Select every line below containing the word "const".
::::
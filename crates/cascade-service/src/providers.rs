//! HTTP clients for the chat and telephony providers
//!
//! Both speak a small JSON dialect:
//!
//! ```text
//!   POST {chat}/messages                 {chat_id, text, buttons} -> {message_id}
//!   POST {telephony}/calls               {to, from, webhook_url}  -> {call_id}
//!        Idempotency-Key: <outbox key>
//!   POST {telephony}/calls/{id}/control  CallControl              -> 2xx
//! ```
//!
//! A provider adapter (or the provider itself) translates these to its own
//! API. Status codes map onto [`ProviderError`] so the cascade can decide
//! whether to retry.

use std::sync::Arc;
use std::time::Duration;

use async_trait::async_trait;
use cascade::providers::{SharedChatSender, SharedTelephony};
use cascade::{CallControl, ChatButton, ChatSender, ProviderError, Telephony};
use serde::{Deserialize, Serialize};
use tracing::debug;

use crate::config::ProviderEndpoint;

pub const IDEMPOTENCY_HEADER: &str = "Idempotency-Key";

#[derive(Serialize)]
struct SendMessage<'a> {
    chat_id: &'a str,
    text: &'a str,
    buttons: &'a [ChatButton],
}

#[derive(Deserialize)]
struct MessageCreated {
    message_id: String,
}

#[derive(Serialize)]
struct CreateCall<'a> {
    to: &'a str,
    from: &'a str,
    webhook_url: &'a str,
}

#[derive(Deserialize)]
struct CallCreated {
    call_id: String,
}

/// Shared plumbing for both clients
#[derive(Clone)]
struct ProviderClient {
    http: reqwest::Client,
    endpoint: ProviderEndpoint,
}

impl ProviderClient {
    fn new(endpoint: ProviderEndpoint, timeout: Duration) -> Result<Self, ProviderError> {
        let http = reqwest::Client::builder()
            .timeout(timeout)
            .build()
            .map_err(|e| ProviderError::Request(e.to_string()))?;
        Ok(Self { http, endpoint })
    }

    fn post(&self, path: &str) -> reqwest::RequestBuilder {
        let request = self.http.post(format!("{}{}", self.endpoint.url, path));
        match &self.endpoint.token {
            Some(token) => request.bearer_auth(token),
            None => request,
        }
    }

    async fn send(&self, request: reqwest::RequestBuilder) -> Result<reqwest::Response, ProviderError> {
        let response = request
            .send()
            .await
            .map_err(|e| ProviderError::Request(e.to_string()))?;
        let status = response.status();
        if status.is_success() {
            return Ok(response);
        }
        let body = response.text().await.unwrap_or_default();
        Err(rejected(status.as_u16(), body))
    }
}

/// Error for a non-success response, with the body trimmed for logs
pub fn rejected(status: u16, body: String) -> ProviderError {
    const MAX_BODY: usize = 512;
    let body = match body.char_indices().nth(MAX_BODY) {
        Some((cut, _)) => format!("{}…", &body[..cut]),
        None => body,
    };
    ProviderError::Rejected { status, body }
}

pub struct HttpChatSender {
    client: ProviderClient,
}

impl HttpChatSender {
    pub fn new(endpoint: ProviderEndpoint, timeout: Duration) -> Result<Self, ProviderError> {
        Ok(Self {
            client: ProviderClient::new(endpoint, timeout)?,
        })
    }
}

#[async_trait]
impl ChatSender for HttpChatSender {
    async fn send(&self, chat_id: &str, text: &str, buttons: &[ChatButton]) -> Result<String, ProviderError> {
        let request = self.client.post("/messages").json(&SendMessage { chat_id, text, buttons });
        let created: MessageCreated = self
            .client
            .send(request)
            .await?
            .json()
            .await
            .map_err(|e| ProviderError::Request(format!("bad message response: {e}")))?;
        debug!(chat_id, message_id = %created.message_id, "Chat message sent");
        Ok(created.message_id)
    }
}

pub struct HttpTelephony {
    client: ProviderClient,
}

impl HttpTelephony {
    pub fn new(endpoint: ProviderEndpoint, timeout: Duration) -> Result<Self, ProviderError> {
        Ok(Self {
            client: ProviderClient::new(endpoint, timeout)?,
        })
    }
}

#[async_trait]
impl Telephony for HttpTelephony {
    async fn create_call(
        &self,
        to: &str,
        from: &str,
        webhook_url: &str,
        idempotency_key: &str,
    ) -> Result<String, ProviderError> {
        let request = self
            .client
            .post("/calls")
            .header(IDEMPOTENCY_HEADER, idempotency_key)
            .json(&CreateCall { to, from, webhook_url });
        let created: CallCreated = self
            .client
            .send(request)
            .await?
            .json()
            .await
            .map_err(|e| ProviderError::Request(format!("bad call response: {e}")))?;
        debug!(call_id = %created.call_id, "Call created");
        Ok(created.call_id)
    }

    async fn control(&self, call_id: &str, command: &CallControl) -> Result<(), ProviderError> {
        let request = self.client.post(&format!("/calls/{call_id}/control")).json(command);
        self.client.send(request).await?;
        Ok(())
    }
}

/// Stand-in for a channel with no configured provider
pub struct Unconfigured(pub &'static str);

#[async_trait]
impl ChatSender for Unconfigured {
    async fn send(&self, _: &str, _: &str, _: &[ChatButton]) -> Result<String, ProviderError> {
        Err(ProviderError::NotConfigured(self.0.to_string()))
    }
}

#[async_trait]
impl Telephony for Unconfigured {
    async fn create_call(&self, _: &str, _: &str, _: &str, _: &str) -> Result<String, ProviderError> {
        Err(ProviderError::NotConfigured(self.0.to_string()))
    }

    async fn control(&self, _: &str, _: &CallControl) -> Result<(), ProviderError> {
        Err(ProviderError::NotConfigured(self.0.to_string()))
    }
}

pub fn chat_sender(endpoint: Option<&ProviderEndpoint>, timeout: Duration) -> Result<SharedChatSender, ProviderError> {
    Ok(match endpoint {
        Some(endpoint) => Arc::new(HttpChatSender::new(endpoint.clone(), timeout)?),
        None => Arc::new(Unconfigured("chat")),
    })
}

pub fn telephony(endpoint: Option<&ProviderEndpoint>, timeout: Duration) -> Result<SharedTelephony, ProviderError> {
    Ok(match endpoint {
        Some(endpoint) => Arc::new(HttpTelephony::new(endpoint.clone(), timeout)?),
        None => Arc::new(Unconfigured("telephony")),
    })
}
::::
_Expected answer_:
pub const IDEMPOTENCY_HEADER: &str = "Idempotency-Key";
    const MAX_BODY: usize = 512;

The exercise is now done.